» **Exercise input**
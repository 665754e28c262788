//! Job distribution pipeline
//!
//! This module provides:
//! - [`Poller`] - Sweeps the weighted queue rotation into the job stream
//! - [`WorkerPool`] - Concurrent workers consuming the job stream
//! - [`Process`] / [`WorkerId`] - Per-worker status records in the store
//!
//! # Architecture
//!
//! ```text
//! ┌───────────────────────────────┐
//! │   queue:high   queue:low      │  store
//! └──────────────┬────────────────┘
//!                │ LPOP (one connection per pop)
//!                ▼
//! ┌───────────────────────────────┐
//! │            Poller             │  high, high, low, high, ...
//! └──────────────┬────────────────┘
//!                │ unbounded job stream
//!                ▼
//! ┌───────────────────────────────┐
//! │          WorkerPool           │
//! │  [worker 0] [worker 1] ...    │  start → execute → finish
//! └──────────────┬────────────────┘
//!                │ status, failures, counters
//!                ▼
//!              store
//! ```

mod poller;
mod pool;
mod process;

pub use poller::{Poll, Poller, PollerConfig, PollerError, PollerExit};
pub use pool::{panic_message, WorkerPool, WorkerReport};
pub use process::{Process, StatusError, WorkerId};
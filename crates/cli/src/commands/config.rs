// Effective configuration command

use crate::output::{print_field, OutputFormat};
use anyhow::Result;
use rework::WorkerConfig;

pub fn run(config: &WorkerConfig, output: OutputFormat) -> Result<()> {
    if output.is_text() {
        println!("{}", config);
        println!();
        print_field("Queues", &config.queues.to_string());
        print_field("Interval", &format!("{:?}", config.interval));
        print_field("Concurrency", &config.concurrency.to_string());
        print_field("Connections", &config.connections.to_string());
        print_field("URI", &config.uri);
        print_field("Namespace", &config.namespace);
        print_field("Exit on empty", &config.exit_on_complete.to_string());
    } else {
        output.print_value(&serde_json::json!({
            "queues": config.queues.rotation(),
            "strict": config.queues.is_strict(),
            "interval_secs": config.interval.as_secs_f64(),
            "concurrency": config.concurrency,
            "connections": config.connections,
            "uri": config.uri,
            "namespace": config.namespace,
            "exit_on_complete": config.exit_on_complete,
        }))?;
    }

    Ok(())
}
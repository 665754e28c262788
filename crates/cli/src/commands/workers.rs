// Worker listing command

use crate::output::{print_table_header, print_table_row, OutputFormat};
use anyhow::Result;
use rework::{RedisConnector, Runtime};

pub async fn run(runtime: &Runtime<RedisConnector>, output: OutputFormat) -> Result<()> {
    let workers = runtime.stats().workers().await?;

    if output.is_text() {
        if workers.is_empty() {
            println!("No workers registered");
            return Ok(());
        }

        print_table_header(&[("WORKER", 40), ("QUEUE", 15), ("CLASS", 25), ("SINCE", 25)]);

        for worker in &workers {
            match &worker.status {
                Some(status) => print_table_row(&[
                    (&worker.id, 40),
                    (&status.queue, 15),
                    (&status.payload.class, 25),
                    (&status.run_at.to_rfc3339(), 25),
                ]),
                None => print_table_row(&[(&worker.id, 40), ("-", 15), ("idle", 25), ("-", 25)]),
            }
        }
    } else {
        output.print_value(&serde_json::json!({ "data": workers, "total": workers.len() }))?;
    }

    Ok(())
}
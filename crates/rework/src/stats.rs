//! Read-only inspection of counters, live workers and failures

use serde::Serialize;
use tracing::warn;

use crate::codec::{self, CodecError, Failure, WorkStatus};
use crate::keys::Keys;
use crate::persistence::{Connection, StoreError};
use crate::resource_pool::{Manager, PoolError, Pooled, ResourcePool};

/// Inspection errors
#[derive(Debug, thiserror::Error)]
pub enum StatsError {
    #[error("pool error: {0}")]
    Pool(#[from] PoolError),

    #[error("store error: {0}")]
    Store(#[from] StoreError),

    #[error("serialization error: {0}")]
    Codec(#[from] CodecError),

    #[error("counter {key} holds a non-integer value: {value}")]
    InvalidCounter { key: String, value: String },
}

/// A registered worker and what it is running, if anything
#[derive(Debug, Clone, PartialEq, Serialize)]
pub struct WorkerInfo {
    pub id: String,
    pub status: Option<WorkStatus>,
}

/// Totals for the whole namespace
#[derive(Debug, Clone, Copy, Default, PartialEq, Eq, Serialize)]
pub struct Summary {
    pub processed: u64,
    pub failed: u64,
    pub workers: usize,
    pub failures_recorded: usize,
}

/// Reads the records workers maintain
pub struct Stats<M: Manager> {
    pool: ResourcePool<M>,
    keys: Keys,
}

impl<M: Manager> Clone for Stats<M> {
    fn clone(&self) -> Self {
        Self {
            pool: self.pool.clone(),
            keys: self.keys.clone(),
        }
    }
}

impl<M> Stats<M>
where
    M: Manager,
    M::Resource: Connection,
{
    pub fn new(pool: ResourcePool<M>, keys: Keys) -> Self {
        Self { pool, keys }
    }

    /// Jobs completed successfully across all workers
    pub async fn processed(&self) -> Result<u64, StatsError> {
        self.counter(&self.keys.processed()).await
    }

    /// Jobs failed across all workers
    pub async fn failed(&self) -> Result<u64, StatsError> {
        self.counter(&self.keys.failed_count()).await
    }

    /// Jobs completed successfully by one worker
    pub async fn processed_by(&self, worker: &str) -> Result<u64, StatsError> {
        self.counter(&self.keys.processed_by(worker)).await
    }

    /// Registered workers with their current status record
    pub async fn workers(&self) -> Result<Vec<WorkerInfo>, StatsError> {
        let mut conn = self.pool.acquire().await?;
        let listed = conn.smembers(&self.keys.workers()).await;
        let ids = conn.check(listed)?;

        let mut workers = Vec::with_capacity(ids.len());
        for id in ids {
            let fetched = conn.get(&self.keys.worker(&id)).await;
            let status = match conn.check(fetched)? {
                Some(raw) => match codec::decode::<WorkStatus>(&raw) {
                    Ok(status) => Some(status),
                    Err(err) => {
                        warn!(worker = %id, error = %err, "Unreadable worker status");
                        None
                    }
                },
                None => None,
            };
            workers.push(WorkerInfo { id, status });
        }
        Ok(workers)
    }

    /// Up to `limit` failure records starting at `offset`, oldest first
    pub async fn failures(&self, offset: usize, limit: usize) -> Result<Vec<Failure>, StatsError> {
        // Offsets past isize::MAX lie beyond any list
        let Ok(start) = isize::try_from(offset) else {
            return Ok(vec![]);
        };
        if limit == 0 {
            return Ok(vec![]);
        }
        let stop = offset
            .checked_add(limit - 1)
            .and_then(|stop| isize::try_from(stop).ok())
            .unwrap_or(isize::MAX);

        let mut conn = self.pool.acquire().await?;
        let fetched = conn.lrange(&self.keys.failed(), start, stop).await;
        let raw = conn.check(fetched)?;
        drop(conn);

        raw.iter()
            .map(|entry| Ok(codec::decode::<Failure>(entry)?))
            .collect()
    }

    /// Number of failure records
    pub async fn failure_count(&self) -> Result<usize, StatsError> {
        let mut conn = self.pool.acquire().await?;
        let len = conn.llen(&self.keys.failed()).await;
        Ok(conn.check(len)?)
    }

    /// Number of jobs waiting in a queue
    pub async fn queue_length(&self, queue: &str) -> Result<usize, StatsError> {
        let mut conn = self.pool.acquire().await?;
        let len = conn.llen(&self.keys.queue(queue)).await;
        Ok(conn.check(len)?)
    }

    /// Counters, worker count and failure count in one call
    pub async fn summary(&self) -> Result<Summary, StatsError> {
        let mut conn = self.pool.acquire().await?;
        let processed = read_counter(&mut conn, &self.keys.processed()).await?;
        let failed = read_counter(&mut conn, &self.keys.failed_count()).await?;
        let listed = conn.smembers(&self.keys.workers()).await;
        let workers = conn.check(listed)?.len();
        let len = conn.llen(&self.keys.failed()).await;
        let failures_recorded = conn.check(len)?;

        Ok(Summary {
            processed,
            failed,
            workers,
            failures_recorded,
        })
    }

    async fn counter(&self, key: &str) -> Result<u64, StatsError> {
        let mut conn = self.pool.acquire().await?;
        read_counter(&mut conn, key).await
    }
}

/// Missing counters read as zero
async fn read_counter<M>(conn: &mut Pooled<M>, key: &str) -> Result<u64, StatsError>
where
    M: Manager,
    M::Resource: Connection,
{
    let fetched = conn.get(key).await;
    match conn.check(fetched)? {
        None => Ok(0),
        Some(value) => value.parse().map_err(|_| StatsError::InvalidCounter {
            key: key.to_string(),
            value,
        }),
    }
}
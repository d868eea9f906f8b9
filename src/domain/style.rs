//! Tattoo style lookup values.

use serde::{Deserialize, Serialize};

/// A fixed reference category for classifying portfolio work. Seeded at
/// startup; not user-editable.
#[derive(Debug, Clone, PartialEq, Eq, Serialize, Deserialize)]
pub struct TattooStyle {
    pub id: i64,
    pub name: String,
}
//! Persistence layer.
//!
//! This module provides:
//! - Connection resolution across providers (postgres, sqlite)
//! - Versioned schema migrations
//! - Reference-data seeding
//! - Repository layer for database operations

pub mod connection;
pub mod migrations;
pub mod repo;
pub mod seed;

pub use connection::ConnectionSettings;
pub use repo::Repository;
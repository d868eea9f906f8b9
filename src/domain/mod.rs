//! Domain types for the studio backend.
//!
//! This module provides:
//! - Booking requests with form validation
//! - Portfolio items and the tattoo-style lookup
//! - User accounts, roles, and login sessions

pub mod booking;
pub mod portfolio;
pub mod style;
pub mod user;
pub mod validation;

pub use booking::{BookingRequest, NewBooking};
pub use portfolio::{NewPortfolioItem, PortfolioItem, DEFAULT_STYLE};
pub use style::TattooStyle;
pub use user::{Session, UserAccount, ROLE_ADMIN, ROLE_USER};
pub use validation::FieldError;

==

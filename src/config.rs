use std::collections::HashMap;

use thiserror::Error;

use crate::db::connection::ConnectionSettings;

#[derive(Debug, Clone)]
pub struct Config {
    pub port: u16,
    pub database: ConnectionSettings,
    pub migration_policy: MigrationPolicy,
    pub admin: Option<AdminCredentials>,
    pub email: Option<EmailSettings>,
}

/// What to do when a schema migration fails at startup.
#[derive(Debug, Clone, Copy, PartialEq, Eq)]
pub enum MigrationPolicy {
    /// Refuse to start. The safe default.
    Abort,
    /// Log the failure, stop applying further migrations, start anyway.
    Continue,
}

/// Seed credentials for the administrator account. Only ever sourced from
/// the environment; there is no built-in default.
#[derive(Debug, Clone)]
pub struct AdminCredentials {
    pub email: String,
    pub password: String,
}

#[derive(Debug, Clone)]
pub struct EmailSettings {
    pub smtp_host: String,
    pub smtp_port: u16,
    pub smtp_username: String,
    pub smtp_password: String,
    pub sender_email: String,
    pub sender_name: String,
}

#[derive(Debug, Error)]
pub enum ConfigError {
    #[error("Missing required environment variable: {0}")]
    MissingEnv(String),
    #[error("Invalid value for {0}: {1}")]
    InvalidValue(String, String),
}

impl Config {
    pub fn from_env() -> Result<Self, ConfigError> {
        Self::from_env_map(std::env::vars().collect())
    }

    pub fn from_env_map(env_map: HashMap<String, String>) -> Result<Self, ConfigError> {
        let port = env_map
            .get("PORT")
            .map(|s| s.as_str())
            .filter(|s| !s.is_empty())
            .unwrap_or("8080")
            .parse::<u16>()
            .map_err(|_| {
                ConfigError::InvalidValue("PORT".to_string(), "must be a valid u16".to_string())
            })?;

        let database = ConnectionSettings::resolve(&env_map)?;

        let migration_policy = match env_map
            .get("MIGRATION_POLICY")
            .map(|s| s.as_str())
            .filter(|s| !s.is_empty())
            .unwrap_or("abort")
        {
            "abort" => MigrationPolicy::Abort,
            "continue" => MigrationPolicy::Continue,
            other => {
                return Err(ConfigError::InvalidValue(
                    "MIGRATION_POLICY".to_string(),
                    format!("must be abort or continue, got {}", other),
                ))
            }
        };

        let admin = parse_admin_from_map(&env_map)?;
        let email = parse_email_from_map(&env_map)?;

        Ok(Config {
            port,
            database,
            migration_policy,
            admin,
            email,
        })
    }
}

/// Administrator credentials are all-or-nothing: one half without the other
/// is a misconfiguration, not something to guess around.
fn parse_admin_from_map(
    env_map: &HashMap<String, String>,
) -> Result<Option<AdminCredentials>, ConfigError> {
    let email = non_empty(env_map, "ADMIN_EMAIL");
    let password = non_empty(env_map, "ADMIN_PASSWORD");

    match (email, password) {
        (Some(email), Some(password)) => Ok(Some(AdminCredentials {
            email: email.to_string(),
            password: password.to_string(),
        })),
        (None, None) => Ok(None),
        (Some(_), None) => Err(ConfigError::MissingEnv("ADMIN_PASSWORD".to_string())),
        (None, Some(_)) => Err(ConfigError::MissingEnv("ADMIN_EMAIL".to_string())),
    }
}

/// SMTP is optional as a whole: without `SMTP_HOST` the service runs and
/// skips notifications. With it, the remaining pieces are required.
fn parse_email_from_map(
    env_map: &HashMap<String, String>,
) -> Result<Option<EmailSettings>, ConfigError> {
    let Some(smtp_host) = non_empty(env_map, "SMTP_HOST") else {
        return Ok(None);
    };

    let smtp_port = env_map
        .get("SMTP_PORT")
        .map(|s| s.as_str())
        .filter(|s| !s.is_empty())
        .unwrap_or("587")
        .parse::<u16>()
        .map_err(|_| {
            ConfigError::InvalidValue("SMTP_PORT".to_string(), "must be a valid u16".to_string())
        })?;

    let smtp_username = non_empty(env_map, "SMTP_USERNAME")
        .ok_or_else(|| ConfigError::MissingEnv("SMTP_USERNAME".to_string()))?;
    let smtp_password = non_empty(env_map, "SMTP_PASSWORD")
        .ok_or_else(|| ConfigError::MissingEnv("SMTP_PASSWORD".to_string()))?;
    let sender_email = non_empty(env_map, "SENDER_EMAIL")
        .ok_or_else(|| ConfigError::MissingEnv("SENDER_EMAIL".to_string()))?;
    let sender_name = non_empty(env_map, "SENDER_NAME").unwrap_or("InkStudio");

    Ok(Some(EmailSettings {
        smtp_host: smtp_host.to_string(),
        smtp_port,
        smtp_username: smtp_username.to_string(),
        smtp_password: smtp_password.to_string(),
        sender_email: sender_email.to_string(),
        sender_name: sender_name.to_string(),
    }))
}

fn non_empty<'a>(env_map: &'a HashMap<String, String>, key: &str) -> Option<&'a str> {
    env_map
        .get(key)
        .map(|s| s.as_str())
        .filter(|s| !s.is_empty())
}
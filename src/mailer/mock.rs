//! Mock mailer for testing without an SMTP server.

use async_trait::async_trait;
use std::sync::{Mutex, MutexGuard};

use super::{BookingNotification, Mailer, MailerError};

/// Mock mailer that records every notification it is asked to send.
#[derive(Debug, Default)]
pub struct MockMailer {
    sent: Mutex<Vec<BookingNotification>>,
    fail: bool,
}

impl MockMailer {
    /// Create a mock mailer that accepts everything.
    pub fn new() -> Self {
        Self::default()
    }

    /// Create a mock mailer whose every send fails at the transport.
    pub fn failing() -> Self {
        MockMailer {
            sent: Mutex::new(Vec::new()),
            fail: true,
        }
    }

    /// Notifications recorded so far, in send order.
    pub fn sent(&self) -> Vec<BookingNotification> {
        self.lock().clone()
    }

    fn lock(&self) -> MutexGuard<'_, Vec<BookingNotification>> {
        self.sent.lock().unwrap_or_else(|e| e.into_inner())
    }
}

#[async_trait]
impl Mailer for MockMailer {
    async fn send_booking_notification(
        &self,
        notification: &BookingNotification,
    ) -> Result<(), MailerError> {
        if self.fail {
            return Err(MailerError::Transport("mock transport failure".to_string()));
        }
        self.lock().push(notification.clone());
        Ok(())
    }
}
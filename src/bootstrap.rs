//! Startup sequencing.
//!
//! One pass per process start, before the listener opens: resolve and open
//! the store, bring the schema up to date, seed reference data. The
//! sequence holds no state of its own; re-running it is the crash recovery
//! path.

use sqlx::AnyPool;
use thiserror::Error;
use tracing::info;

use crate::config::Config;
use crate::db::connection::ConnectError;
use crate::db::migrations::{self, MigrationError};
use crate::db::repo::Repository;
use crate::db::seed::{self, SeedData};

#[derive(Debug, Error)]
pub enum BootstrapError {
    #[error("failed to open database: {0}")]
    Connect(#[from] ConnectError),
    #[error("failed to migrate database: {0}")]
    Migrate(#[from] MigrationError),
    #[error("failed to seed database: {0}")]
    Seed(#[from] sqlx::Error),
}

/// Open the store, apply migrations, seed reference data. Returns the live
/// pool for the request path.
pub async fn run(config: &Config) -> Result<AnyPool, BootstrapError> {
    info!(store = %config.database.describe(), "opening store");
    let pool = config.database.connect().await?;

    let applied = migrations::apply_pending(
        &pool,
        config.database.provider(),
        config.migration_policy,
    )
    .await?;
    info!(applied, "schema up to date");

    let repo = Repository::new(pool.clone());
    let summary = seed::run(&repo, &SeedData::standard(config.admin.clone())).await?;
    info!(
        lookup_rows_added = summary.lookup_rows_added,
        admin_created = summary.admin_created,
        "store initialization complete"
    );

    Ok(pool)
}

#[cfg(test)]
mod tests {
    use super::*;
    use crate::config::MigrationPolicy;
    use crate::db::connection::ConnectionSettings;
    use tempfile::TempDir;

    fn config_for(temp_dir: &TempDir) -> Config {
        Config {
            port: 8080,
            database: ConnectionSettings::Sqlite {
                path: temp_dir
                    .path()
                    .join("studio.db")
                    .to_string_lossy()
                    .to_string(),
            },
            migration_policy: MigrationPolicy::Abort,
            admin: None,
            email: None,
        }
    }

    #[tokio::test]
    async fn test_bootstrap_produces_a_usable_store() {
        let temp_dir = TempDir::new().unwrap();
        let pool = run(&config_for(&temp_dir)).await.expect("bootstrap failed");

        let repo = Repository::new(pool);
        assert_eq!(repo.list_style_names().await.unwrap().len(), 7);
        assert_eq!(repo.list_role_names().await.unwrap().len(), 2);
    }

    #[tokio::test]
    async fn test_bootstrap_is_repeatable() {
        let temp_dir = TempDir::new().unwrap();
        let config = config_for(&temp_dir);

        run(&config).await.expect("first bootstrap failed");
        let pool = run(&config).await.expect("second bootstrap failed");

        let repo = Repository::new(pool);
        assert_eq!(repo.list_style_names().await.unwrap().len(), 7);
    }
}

» **Brief**
In the listing above, find the line with "let mut workers" and the line with "let failed = read_counter(&mut"; output exactly those lines and all lines between them.

» **Written response**
        let mut workers = Vec::with_capacity(ids.len());
        for id in ids {
            let fetched = conn.get(&self.keys.worker(&id)).await;
            let status = match conn.check(fetched)? {
                Some(raw) => match codec::decode::<WorkStatus>(&raw) {
                    Ok(status) => Some(status),
                    Err(err) => {
                        warn!(worker = %id, error = %err, "Unreadable worker status");
                        None
                    }
                },
                None => None,
            };
            workers.push(WorkerInfo { id, status });
        }
        Ok(workers)
    }

    /// Up to `limit` failure records starting at `offset`, oldest first
    pub async fn failures(&self, offset: usize, limit: usize) -> Result<Vec<Failure>, StatsError> {
        // Offsets past isize::MAX lie beyond any list
        let Ok(start) = isize::try_from(offset) else {
            return Ok(vec![]);
        };
        if limit == 0 {
            return Ok(vec![]);
        }
        let stop = offset
            .checked_add(limit - 1)
            .and_then(|stop| isize::try_from(stop).ok())
            .unwrap_or(isize::MAX);

        let mut conn = self.pool.acquire().await?;
        let fetched = conn.lrange(&self.keys.failed(), start, stop).await;
        let raw = conn.check(fetched)?;
        drop(conn);

        raw.iter()
            .map(|entry| Ok(codec::decode::<Failure>(entry)?))
            .collect()
    }

    /// Number of failure records
    pub async fn failure_count(&self) -> Result<usize, StatsError> {
        let mut conn = self.pool.acquire().await?;
        let len = conn.llen(&self.keys.failed()).await;
        Ok(conn.check(len)?)
    }

    /// Number of jobs waiting in a queue
    pub async fn queue_length(&self, queue: &str) -> Result<usize, StatsError> {
        let mut conn = self.pool.acquire().await?;
        let len = conn.llen(&self.keys.queue(queue)).await;
        Ok(conn.check(len)?)
    }

    /// Counters, worker count and failure count in one call
    pub async fn summary(&self) -> Result<Summary, StatsError> {
        let mut conn = self.pool.acquire().await?;
        let processed = read_counter(&mut conn, &self.keys.processed()).await?;
        let failed = read_counter(&mut conn, &self.keys.failed_count()).await?;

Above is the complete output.